Decoding-time Realignment of Language Models
Authors: Tianlin Liu, Shangmin Guo, Leonardo Bianco, Daniele Calandriello, Quentin Berthet, Felipe Llinares-López, Jessica Hoffmann, Lucas Dixon, Michal Valko, Mathieu Blondel
ICML 2024 | Conference PDF | Archive PDF | Plain Text | LLM Run Details
| Reproducibility Variable | Result | LLM Response |
|---|---|---|
| Research Type | Experimental | To empirically assess the effectiveness of De Ra, we investigate its ability to (i) qualitatively tradeoff between the reference and aligned models and (ii) guide the search for optimal KL regularization strength.
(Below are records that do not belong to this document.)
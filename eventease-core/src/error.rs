//! Error types for EventEase.

use thiserror::Error;

/// Errors that can occur in EventEase operations.
#[derive(Error, Debug)]
pub enum EventEaseError {
    #[error("Configuration error: {0}")]
    Config(String),

    #[error("Storage error: {0}")]
    Storage(String),

    #[error("Login failed")]
    LoginFailed(#[source] Box<EventEaseError>),

    #[error("Registration failed")]
    RegistrationFailed(#[source] Box<EventEaseError>),

    #[error("Not logged in")]
    NotLoggedIn,

    #[error("{0}")]
    Validation(String),

    #[error("Event not found: {0}")]
    EventNotFound(String),

    #[error("IO error: {0}")]
    Io(#[from] std::io::Error),

    #[error("Serialization error: {0}")]
    Serialization(#[from] serde_json::Error),
}

/// Result type alias for EventEase operations.
pub type EventEaseResult<T> = Result<T, EventEaseError>;
//! Application configuration at ~/.config/eventease/config.toml

use std::path::{Path, PathBuf};
use std::time::Duration;

use ::config::{Config, Environment, File};
use serde::Deserialize;
use url::Url;

use crate::error::{EventEaseError, EventEaseResult};

static DEFAULT_BASE_URL: &str = "http://localhost:3000";
static DEFAULT_SESSION_TTL: &str = "7days";
static DEFAULT_CREATE_DELAY: &str = "1s";

fn default_base_url() -> String {
    DEFAULT_BASE_URL.to_string()
}

fn default_session_ttl() -> String {
    DEFAULT_SESSION_TTL.to_string()
}

fn default_create_delay() -> String {
    DEFAULT_CREATE_DELAY.to_string()
}

#[derive(Deserialize, Clone, Debug)]
pub struct AppConfig {
    /// Where the session storage file lives. Defaults to the platform data dir.
    pub data_dir: Option<PathBuf>,

    /// Site root used to build share links
    #[serde(default = "default_base_url")]
    pub base_url: String,

    /// How long a login stays valid (e.g. "7days", "12h")
    #[serde(default = "default_session_ttl")]
    pub session_ttl: String,

    /// Simulated backend latency when creating events
    #[serde(default = "default_create_delay")]
    pub create_delay: String,
}

impl Default for AppConfig {
    fn default() -> Self {
        AppConfig {
            data_dir: None,
            base_url: default_base_url(),
            session_ttl: default_session_ttl(),
            create_delay: default_create_delay(),
        }
    }
}

impl AppConfig {
    /// Load the config file (creating a commented default if missing),
    /// with `EVENTEASE_*` environment variables taking precedence.
    pub fn load() -> EventEaseResult<Self> {
        let config_path = Self::config_path()?;

        if !config_path.exists() {
            Self::create_default_config(&config_path)?;
        }

        Self::load_from(&config_path)
    }

    pub fn load_from(path: &Path) -> EventEaseResult<Self> {
        Config::builder()
            .add_source(File::from(path.to_path_buf()).required(false))
            .add_source(Environment::with_prefix("EVENTEASE"))
            .build()
            .map_err(|e| EventEaseError::Config(e.to_string()))?
            .try_deserialize()
            .map_err(|e| EventEaseError::Config(e.to_string()))
    }

    pub fn config_path() -> EventEaseResult<PathBuf> {
        let config_dir = dirs::config_dir()
            .ok_or_else(|| EventEaseError::Config("Could not determine config directory".into()))?
            .join("eventease");

        Ok(config_dir.join("config.toml"))
    }

    /// Storage directory with `~` expanded.
    pub fn data_path(&self) -> EventEaseResult<PathBuf> {
        match &self.data_dir {
            Some(dir) => Ok(PathBuf::from(
                shellexpand::tilde(&dir.to_string_lossy()).into_owned(),
            )),
            None => dirs::data_dir()
                .map(|dir| dir.join("eventease"))
                .ok_or_else(|| EventEaseError::Config("Could not determine data directory".into())),
        }
    }

    pub fn session_ttl(&self) -> EventEaseResult<chrono::Duration> {
        let ttl = parse_duration("session_ttl", &self.session_ttl)?;
        chrono::Duration::from_std(ttl)
            .map_err(|_| EventEaseError::Config(format!("session_ttl too large: {}", self.session_ttl)))
    }

    pub fn create_delay(&self) -> EventEaseResult<Duration> {
        parse_duration("create_delay", &self.create_delay)
    }

    /// Public link to an event page.
    pub fn share_url(&self, event_id: &str) -> EventEaseResult<Url> {
        let mut base = Url::parse(&self.base_url)
            .map_err(|e| EventEaseError::Config(format!("Invalid base_url '{}': {}", self.base_url, e)))?;

        base.path_segments_mut()
            .map_err(|_| EventEaseError::Config(format!("base_url cannot be a base: {}", self.base_url)))?
            .pop_if_empty()
            .extend(["events", event_id]);

        Ok(base)
    }

    /// Create a default config file with all options commented out.
    pub fn create_default_config(path: &Path) -> EventEaseResult<()> {
        let contents = format!(
            "\
# eventease configuration

# Where the login session is stored (defaults to your platform data directory):
# data_dir = \"~/.local/share/eventease\"

# Site root used for share links:
# base_url = \"{}\"

# How long a login stays valid:
# session_ttl = \"{}\"

# Simulated delay when creating events:
# create_delay = \"{}\"
",
            DEFAULT_BASE_URL, DEFAULT_SESSION_TTL, DEFAULT_CREATE_DELAY
        );

        if let Some(parent) = path.parent() {
            std::fs::create_dir_all(parent).map_err(|e| {
                EventEaseError::Config(format!("Could not create config directory: {e}"))
            })?;
        }

        std::fs::write(path, contents)
            .map_err(|e| EventEaseError::Config(format!("Could not write config file: {e}")))?;

        Ok(())
    }
}

fn parse_duration(key: &str, value: &str) -> EventEaseResult<Duration> {
    humantime::parse_duration(value)
        .map_err(|e| EventEaseError::Config(format!("Invalid {} '{}': {}", key, value, e)))
}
To this end, we apply De Ra in a broad range of tasks, including summarization (Stiennon et al., 2020), hallucination mitigation, and dialogue (Tunstall et al., 2023a). |
| Researcher Affiliation | Collaboration | 1University of Basel 2University of Edinburgh 3Universit e Paris-Saclay 4Google Deep Mind 5Google Research |
| Pseudocode | Yes | Algorithm 1 Decoding-time realignment (De Ra) sampling |
| Open Source Code | No | The paper mentions publicly available checkpoints for models like Zephyr-7b (https://huggingface.co/Hugging Face H4/zephyr-7b-beta) and references 'The alignment handbook' (Tunstall et al., 2023b), which is a code repository. However, it does not explicitly state that the code for their proposed methodology, De Ra, is open-sourced or provide a direct link to their implementation. |
| Open Datasets | Yes | For this experiment, we use a pretrained T5-small model (Raffel et al., 2020) provided in the T5x framework (Roberts et al., 2022). We perform SFT on the XSum dataset (Narayan et al., 2018)... |
| Dataset Splits | Yes | The dataset used to train the reward model contains 1888 examples, which are split into training, validation, and evaluation datasets with 723, 242, and 223 examples respectively. |
| Hardware Specification | No | The paper does not provide specific hardware details such as GPU/CPU models, processor types, or memory used for running its experiments. |
| Software Dependencies | No | The paper mentions software components like 'T5x framework' and 'LoRA', but does not provide specific version numbers for these or other software dependencies. |
| Experiment Setup | Yes | The policy learning rate is 5e-6, and the value function learning rate is 1e-5. |